Nos autorités ont bien accueilli la réévaluation allemande dans la mesure où celle-ci a mis fin à une longue période d’incertitude et où, faisant suite aux dévaluations britannique4 et française5, elle devrait contribuer à un meilleur équilibre du système monétaire international. Toutefois, les responsables de notre politique économique et monétaire ont dû en même temps constater que la réévaluation allemande survenait à un moment peu propice pour notre pays étant donné que notre économie se trouve au seuil d’une période de surchauffe6.
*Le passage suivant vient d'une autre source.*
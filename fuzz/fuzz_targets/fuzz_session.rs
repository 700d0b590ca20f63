#![no_main]

//! Session fuzzer.
//!
//! Drives a session with an arbitrary mix of turns, rolls, upgrades,
//! enemy spawns, strikes, aborts and frame steps, checking invariants
//! after every action. Out-of-phase calls must fail cleanly.

use arbitrary::Arbitrary;
use dicewalk::game::invariants::check_invariants;
use dicewalk::game::{EnemyConfig, Position, RollOutcome, Session, SessionConfig, UpgradeKind};
use libfuzzer_sys::fuzz_target;

/// A fuzzer-generated player action.
#[derive(Arbitrary, Debug, Clone)]
enum FuzzAction {
    /// Pay for and start a turn.
    BeginTurn,
    /// Submit settled faces.
    Roll { faces: Vec<u8> },
    /// Advance time by `millis` milliseconds.
    Update { millis: u16 },
    /// Spend all gold on random upgrades.
    UpgradeAll,
    /// Buy one upgrade of the given stat.
    Purchase { stat: u8 },
    /// Spawn an enemy at a point.
    Spawn { x: i8, z: i8 },
    /// Strike an enemy by id.
    Strike { id: u8 },
    /// Cancel the walk in flight.
    Abort,
}

/// Structured input for session fuzzing.
#[derive(Arbitrary, Debug)]
struct SessionInput {
    /// Seed for upgrades and patrols.
    seed: u64,
    /// Dice per roll.
    dice_count: u8,
    /// Stamina per roll.
    roll_cost: u8,
    /// Actions to apply in order.
    actions: Vec<FuzzAction>,
}

fuzz_target!(|input: SessionInput| {
    let config = SessionConfig {
        dice_count: usize::from(input.dice_count % 4) + 1,
        roll_cost: u32::from(input.roll_cost % 50),
        ..SessionConfig::default()
    };
    let mut session = match Session::new(config, input.seed) {
        Ok(session) => session,
        Err(_) => return,
    };
    let enemy = EnemyConfig::default();

    for action in input.actions.into_iter().take(200) {
        match action {
            FuzzAction::BeginTurn => {
                let _ = session.begin_turn();
            }
            FuzzAction::Roll { faces } => {
                let faces: Vec<u8> = faces.iter().take(4).map(|f| f % 6 + 1).collect();
                let _ = session.submit_roll(RollOutcome::resolve(&faces));
            }
            FuzzAction::Update { millis } => {
                session
                    .update(f64::from(millis) / 1000.0)
                    .expect("non-negative frame must succeed");
            }
            FuzzAction::UpgradeAll => {
                session.upgrade_all();
            }
            FuzzAction::Purchase { stat } => {
                let kind = UpgradeKind::ALL[usize::from(stat) % UpgradeKind::ALL.len()];
                let _ = session.purchase_upgrade(kind);
            }
            FuzzAction::Spawn { x, z } => {
                let position = Position::new(f64::from(x), 0.0, f64::from(z));
                let _ = session.spawn_enemy(&enemy, position);
            }
            FuzzAction::Strike { id } => {
                let _ = session.strike_enemy(u32::from(id));
            }
            FuzzAction::Abort => {
                session.abort_turn();
            }
        }

        let violations = check_invariants(&session);
        assert!(violations.is_empty(), "Invariants violated: {violations:?}");
    }
});
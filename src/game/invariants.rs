//! Session invariants - sanity checks that detect bugs.
//!
//! None of these can trigger through the public API of a correctly
//! implemented session. The simulator checks them every frame in debug
//! builds.

use crate::game::{EventSink, ResourcePool, Session, TurnPhase, MIN_MOVEMENT_SPEED};

/// Invariant violation error.
#[derive(Debug, Clone)]
pub struct InvariantViolation {
    /// Description of the violated invariant.
    pub message: String,
}

impl std::fmt::Display for InvariantViolation {
    fn fmt(&self, f: &mut std::fmt::Formatter<'_>) -> std::fmt::Result {
        write!(f, "Invariant violation: {}", self.message)
    }
}

impl std::error::Error for InvariantViolation {}

fn check_pool(pool: &ResourcePool, violations: &mut Vec<InvariantViolation>) {
    if pool.current() > pool.max() {
        violations.push(InvariantViolation {
            message: format!(
                "{} holds {} above its max {}",
                pool.id(),
                pool.current(),
                pool.max()
            ),
        });
    }
    if !(pool.regen_rate().is_finite() && pool.regen_rate() >= 0.0) {
        violations.push(InvariantViolation {
            message: format!("{} has regen rate {}", pool.id(), pool.regen_rate()),
        });
    }
}

/// Check all session invariants.
///
/// Returns a list of violations found, or empty if all invariants hold.
#[must_use]
pub fn check_invariants<S: EventSink>(session: &Session<S>) -> Vec<InvariantViolation> {
    let mut violations = Vec::new();

    check_pool(session.stamina(), &mut violations);
    check_pool(session.gold(), &mut violations);

    // Stats floors
    let stats = session.stats();
    if stats.movement_speed < MIN_MOVEMENT_SPEED || !stats.movement_speed.is_finite() {
        violations.push(InvariantViolation {
            message: format!("Movement speed {} below floor", stats.movement_speed),
        });
    }
    for (name, value) in [
        ("strength", stats.strength),
        ("intelligence", stats.intelligence),
        ("willpower", stats.willpower),
        ("dexterity", stats.dexterity),
    ] {
        if value < 0 {
            violations.push(InvariantViolation {
                message: format!("Attribute {name} is negative ({value})"),
            });
        }
    }

    // Token placement and walk/phase consistency
    let walker = session.walker();
    if walker.current_index() >= walker.path().len() {
        violations.push(InvariantViolation {
            message: format!(
                "Token on node {} of a {}-node path",
                walker.current_index(),
                walker.path().len()
            ),
        });
    }
    let walking = matches!(session.phase(), TurnPhase::Walking { .. });
    if walker.is_moving() != walking {
        violations.push(InvariantViolation {
            message: format!(
                "Walker moving={} during phase {}",
                walker.is_moving(),
                session.phase().name()
            ),
        });
    }
    if let TurnPhase::Walking {
        elapsed, duration, ..
    } = session.phase()
    {
        if elapsed < 0.0 || elapsed > duration {
            violations.push(InvariantViolation {
                message: format!("Step progress {elapsed} outside 0..={duration}"),
            });
        }
    }

    // Upgrade price only rises
    if session.upgrades().cost() < session.config().upgrade_cost {
        violations.push(InvariantViolation {
            message: format!(
                "Upgrade cost {} fell below starting cost {}",
                session.upgrades().cost(),
                session.config().upgrade_cost
            ),
        });
    }

    // Roster holds only live enemies
    for enemy in session.enemies().iter() {
        if !enemy.is_alive() || enemy.stamina().is_empty() {
            violations.push(InvariantViolation {
                message: format!("Defeated enemy {} still on the roster", enemy.id()),
            });
        }
        check_pool(enemy.stamina(), &mut violations);
    }

    violations
}

/// Assert all session invariants hold, panicking if any are violated.
///
/// Only active in debug builds. No-op in release builds.
///
/// # Panics
///
/// Panics with detailed message if any invariant is violated.
#[cfg(debug_assertions)]
pub fn assert_invariants<S: EventSink>(session: &Session<S>) {
    let violations = check_invariants(session);
    if !violations.is_empty() {
        let messages: Vec<_> = violations.iter().map(|v| v.message.as_str()).collect();
        panic!("Session invariant violations:\n  - {}", messages.join("\n  - "));
    }
}

/// No-op in release builds.
#[cfg(not(debug_assertions))]
pub fn assert_invariants<S: EventSink>(_session: &Session<S>) {}

#[cfg(test)]
mod tests {
    use super::*;
    use crate::game::{RollOutcome, SessionConfig};

    #[test]
    fn test_fresh_session_passes() {
        let session = Session::new(SessionConfig::default(), 1).unwrap();
        assert!(check_invariants(&session).is_empty());
    }

    #[test]
    fn test_invariants_hold_through_a_turn() {
        let mut session = Session::new(SessionConfig::default(), 1).unwrap();
        session.begin_turn().unwrap();
        session.submit_roll(RollOutcome::resolve(&[5, 5])).unwrap();
        for _ in 0..200 {
            session.update(0.05).unwrap();
            let violations = check_invariants(&session);
            assert!(violations.is_empty(), "{violations:?}");
        }
        session.upgrade_all();
        assert_invariants(&session);
    }

    #[test]
    fn test_violation_display() {
        let violation = InvariantViolation {
            message: "gold holds 5 above its max 4".to_string(),
        };
        assert_eq!(
            violation.to_string(),
            "Invariant violation: gold holds 5 above its max 4"
        );
    }
}
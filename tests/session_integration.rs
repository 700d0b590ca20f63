//! End-to-end tests for sessions, the simulator and recordings.
//!
//! Run with: cargo test --release session_integration

#![allow(missing_docs)]
#![allow(clippy::unwrap_used)]

use dicewalk::game::{
    GameEvent, Path, PathLayout, PathNode, PathWalker, PoolId, Position, ResourcePool,
    RollOutcome, Session, SessionConfig, StatsRecord, TurnPhase, UpgradeSelector, UpgradeTargets,
};
use dicewalk::sim::{run_batch, run_session, run_session_logged, Recording, SimConfig};
use dicewalk::CoreError;
use rand::SeedableRng;
use rand_chacha::ChaCha8Rng;

fn square_nodes() -> Vec<PathNode> {
    vec![
        PathNode::plain(Position::new(0.0, 0.0, 0.0)),
        PathNode::plain(Position::new(1.0, 0.0, 0.0)),
        PathNode::with_gold(Position::new(1.0, 0.0, 1.0), 7),
        PathNode::plain(Position::new(0.0, 0.0, 1.0)),
    ]
}

fn square_config() -> SessionConfig {
    SessionConfig {
        path: PathLayout::Custom {
            nodes: square_nodes(),
        },
        stats: StatsRecord {
            movement_speed: 1.0,
            ..StatsRecord::default()
        },
        ..SessionConfig::default()
    }
}

fn quick_sim() -> SimConfig {
    SimConfig {
        max_turns: 15,
        ..SimConfig::default()
    }
}

/// Step until the session reaches `phase`, giving up after `limit` frames.
fn run_until(session: &mut Session, phase: TurnPhase, limit: usize) {
    for _ in 0..limit {
        if session.phase() == phase {
            return;
        }
        session.update(0.25).unwrap();
    }
    panic!("session stuck in {}", session.phase().name());
}

#[test]
fn test_advance_six_on_four_nodes() {
    let mut walker = PathWalker::new(Path::new(square_nodes()).unwrap());
    let mut visited = Vec::new();

    walker.advance(6, |arrival| visited.push(arrival.index)).unwrap();

    assert_eq!(visited, vec![1, 2, 3, 0, 1, 2]);
    assert_eq!(walker.current_index(), 2);
}

#[test]
fn test_overspend_keeps_pool() {
    let mut pool = ResourcePool::new(PoolId::Stamina, 100).with_current(5);

    let err = pool.spend(10).unwrap_err();

    assert_eq!(
        err,
        CoreError::InsufficientResource {
            pool: PoolId::Stamina,
            required: 10,
            available: 5,
        }
    );
    assert_eq!(pool.current(), 5);
}

#[test]
fn test_twenty_five_gold_buys_one_upgrade() {
    let mut selector = UpgradeSelector::new(20, 10);
    let mut gold = ResourcePool::unbounded(PoolId::Gold, 25);
    let mut stamina = ResourcePool::new(PoolId::Stamina, 100);
    let mut stats = StatsRecord::default();
    let mut rng = ChaCha8Rng::seed_from_u64(7);

    let applied = selector.roll_upgrade_repeatedly(
        &mut UpgradeTargets {
            gold: &mut gold,
            stamina: &mut stamina,
            stats: &mut stats,
        },
        &mut rng,
    );

    assert_eq!(applied.len(), 1);
    assert_eq!(gold.current(), 5);
    assert_eq!(selector.cost(), 30);
}

#[test]
fn test_double_three() {
    let outcome = RollOutcome::resolve(&[3, 3]);
    assert_eq!(outcome.total, 6);
    assert!(outcome.is_double);
}

#[test]
fn test_double_earns_paid_bonus_walk() {
    let config = SessionConfig {
        stamina_regen_rate: 0.0,
        ..square_config()
    };
    let mut session = Session::new(config, 3).unwrap();

    session.begin_turn().unwrap();
    session.submit_roll(RollOutcome::resolve(&[3, 3])).unwrap();
    run_until(&mut session, TurnPhase::Rolling, 100);

    // Two walks through node 2, then the bonus roll is charged.
    assert_eq!(session.walker().current_index(), 2);
    assert_eq!(session.gold().current(), 114);
    assert_eq!(session.stamina().current(), 80);

    session.submit_roll(RollOutcome::resolve(&[1, 2])).unwrap();
    run_until(&mut session, TurnPhase::Idle, 100);

    assert_eq!(session.walker().current_index(), 1);
    let tally = session.tally();
    assert_eq!(tally.rolls, 2);
    assert_eq!(tally.doubles, 1);
    assert_eq!(tally.turns_completed, 2);
    assert_eq!(tally.nodes_visited, 9);

    let completions: Vec<bool> = session
        .sink()
        .events()
        .filter_map(|event| match event {
            GameEvent::TurnComplete { bonus } => Some(*bonus),
            _ => None,
        })
        .collect();
    assert_eq!(completions, vec![true, false]);
}

#[test]
fn test_config_file_round_trip() {
    let dir = tempfile::tempdir().unwrap();
    let path = dir.path().join("square.json");
    std::fs::write(&path, serde_json::to_string_pretty(&square_config()).unwrap()).unwrap();

    let loaded = SessionConfig::load(&path).unwrap();

    assert_eq!(loaded, square_config());
    let session = Session::new(loaded, 1).unwrap();
    assert_eq!(session.walker().path().len(), 4);
}

#[test]
fn test_simulation_is_deterministic() {
    let config = quick_sim();
    let a = run_session(99, &config).unwrap();
    let b = run_session(99, &config).unwrap();
    assert_eq!(a, b);
    assert_eq!(a.tally.turns_completed, 15);
}

#[test]
fn test_recording_replays_identically() {
    let config = quick_sim();
    let original = run_session(2024, &config).unwrap();

    let dir = tempfile::tempdir().unwrap();
    let path = dir.path().join("session.json");
    Recording::new(2024, config).save(&path).unwrap();

    let recording = Recording::load(&path).unwrap();
    assert_eq!(recording.replay().unwrap(), original);
}

#[test]
fn test_batch_matches_single_runs() {
    let config = quick_sim();
    let results = run_batch(500, 4, &config);

    assert_eq!(results.len(), 4);
    for (offset, result) in results.into_iter().enumerate() {
        let seed = 500 + offset as u64;
        assert_eq!(result.unwrap(), run_session(seed, &config).unwrap());
    }
}

#[test]
fn test_event_journal_is_json_lines() {
    let (result, log) = run_session_logged(5, &quick_sim()).unwrap();
    let text = log.to_json_lines().unwrap();

    assert_eq!(text.lines().count(), log.len());
    let mut completions = 0;
    for line in text.lines() {
        let value: serde_json::Value = serde_json::from_str(line).unwrap();
        assert!(value["time"].is_number());
        if value["event"] == "turn_complete" {
            completions += 1;
        }
    }
    assert_eq!(completions, u64::from(result.tally.turns_completed));
}
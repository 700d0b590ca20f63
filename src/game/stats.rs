//! Hero attributes.

use serde::{Deserialize, Serialize};

use crate::error::{CoreError, CoreResult};

/// Movement speed never drops below this.
pub const MIN_MOVEMENT_SPEED: f64 = 1.0;

/// Run speed as a multiple of walk speed.
pub const RUN_MULTIPLIER: f64 = 1.5;

/// Integer hero attributes.
#[derive(Debug, Clone, Copy, PartialEq, Eq, Hash, Serialize, Deserialize)]
#[serde(rename_all = "snake_case")]
pub enum Attribute {
    /// Strength.
    Strength,
    /// Intelligence.
    Intelligence,
    /// Willpower.
    Willpower,
    /// Dexterity.
    Dexterity,
}

/// The hero's stat block.
#[derive(Debug, Clone, Copy, PartialEq, Serialize, Deserialize)]
#[serde(default)]
pub struct StatsRecord {
    /// Strength.
    pub strength: i32,
    /// Intelligence.
    pub intelligence: i32,
    /// Willpower.
    pub willpower: i32,
    /// Dexterity.
    pub dexterity: i32,
    /// Walk speed in units per second.
    pub movement_speed: f64,
}

impl Default for StatsRecord {
    fn default() -> Self {
        Self {
            strength: 10,
            intelligence: 10,
            willpower: 10,
            dexterity: 10,
            movement_speed: 3.0,
        }
    }
}

impl StatsRecord {
    /// Current value of an attribute.
    #[must_use]
    pub const fn attribute(&self, attribute: Attribute) -> i32 {
        match attribute {
            Attribute::Strength => self.strength,
            Attribute::Intelligence => self.intelligence,
            Attribute::Willpower => self.willpower,
            Attribute::Dexterity => self.dexterity,
        }
    }

    /// Add `delta` to an attribute, flooring at zero. Returns the new value.
    pub fn modify_attribute(&mut self, attribute: Attribute, delta: i32) -> i32 {
        let slot = match attribute {
            Attribute::Strength => &mut self.strength,
            Attribute::Intelligence => &mut self.intelligence,
            Attribute::Willpower => &mut self.willpower,
            Attribute::Dexterity => &mut self.dexterity,
        };
        *slot = slot.saturating_add(delta).max(0);
        *slot
    }

    /// Add `delta` to movement speed, flooring at [`MIN_MOVEMENT_SPEED`].
    ///
    /// # Errors
    ///
    /// Returns [`CoreError::InvalidAmount`] for a non-finite delta.
    pub fn modify_movement_speed(&mut self, delta: f64) -> CoreResult<f64> {
        if !delta.is_finite() {
            return Err(CoreError::InvalidAmount(delta));
        }
        self.movement_speed = (self.movement_speed + delta).max(MIN_MOVEMENT_SPEED);
        Ok(self.movement_speed)
    }

    /// Speed for short steps.
    #[must_use]
    pub fn walk_speed(&self) -> f64 {
        self.movement_speed.max(MIN_MOVEMENT_SPEED)
    }

    /// Speed for long steps.
    #[must_use]
    pub fn run_speed(&self) -> f64 {
        self.walk_speed() * RUN_MULTIPLIER
    }
}
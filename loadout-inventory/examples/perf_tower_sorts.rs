//! Sort latency for a full tower, per strategy.
//!
//! Fills a tower with pseudo-random components (fixed seed, so every run
//! sorts the same input), then times each strategy on a fresh copy many
//! times and prints histogram quantiles next to the comparison count.
//!
//! Run with:
//!   cargo run --release --example perf_tower_sorts
//!   RUST_LOG=debug cargo run --release --example perf_tower_sorts

use std::error::Error;
use std::hint::black_box;

use loadout_inventory::timing::LatencyRecorder;
use loadout_inventory::{Capacities, Component, LatencySummary, SortStrategy, Tower};
use tracing::info;
use tracing_subscriber::EnvFilter;

const WARMUP: usize = 10_000;
const SAMPLES: usize = 100_000;
const SEED: u64 = 0xDEADBEEF;

const KINDS: [&str; 5] = ["propulsao", "suporte", "controle", "comunicacao", "energia"];

/// Simple deterministic PRNG for a reproducible tower
struct Xorshift {
    state: u64,
}

impl Xorshift {
    fn new(seed: u64) -> Self {
        Self { state: seed }
    }

    fn next(&mut self) -> u64 {
        self.state ^= self.state << 13;
        self.state ^= self.state >> 7;
        self.state ^= self.state << 17;
        self.state
    }
}

fn print_stats(name: &str, comparisons: u64, summary: &LatencySummary) {
    println!("{}", name);
    println!("  comparisons: {:>6}", comparisons);
    println!("{}", summary);
}

fn build_tower(caps: &Capacities, seed: u64) -> Result<Tower, Box<dyn Error>> {
    let mut rng = Xorshift::new(seed);
    let mut tower = Tower::with_capacities(caps);
    for i in 0..tower.capacity() {
        let r = rng.next();
        let name = format!("part-{:04x}-{i:02}", r & 0xffff);
        let kind = KINDS[(r >> 16) as usize % KINDS.len()];
        let priority = ((r >> 24) % 10) as i32 + 1;
        tower.push(Component::new(name, kind, priority))?;
    }
    Ok(tower)
}

fn bench_strategy(tower: &Tower, strategy: SortStrategy) -> Result<(u64, LatencySummary), Box<dyn Error>> {
    let mut recorder = LatencyRecorder::new()?;
    let mut scratch = tower.list().to_vec();

    // Warmup
    for _ in 0..WARMUP {
        scratch.clone_from_slice(tower.list());
        black_box(strategy.run(&mut scratch));
    }

    let mut comparisons = 0;
    for _ in 0..SAMPLES {
        scratch.clone_from_slice(tower.list());
        let timed = recorder.measure(&mut scratch, strategy.sort_fn())?;
        comparisons = black_box(timed.comparisons);
    }

    Ok((comparisons, recorder.summary()))
}

fn main() -> Result<(), Box<dyn Error>> {
    tracing_subscriber::fmt()
        .with_env_filter(EnvFilter::try_from_default_env().unwrap_or_else(|_| EnvFilter::new("warn")))
        .init();

    let caps = Capacities::default();
    caps.validate()?;
    let tower = build_tower(&caps, SEED)?;
    info!(len = tower.len(), "tower built");

    println!(
        "Tower sort latency ({} components, {} samples, seed=0x{:X})",
        tower.len(),
        SAMPLES,
        SEED
    );
    println!("========================================");
    println!();

    for strategy in SortStrategy::ALL {
        let (comparisons, summary) = bench_strategy(&tower, strategy)?;
        print_stats(strategy.label(), comparisons, &summary);
        println!();
    }

    println!("----------------------------------------");
    if let Some(first) = tower.list().first() {
        let lookup = tower.locate(first.name());
        println!(
            "locate {:?}: sort {} comparisons, search {} comparisons",
            first.name(),
            lookup.sort_comparisons,
            lookup.probe.comparisons
        );
    }

    Ok(())
}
La République fédérale allemande est notre principal partenaire commercial7. En 1968, nos exportations à destination de la RFA ont représenté 14,2% de nos exportations totales tandis que la relation atteignait 29,5% pour les importations. Or, comme on le sait, la réévaluation du mark devrait, d’une part, entraîner une hausse des prix des biens importés de la République fédérale et, d’autre part, donner une nouvelle impulsion à nos exportations vers ce pays ainsi que vers les marchés tiers où nos produits sont en concurrence avec les produits allemands. Aussi est-il à craindre que ces deux facteurs conjugués, auxquels il faut encore ajouter l’effet de rapatriements de fonds, n’accroissent sensiblement la surchauffe économique qui se dessinait déjà, cela d’autant plus que le taux de réévaluation du mark finalement choisi est plus élevé que celui auquel on s’attendait généralement8. A noter que d’éventuelles hausses de salaires dans l’industrie privée pourraient contribuer à aggraver la situation.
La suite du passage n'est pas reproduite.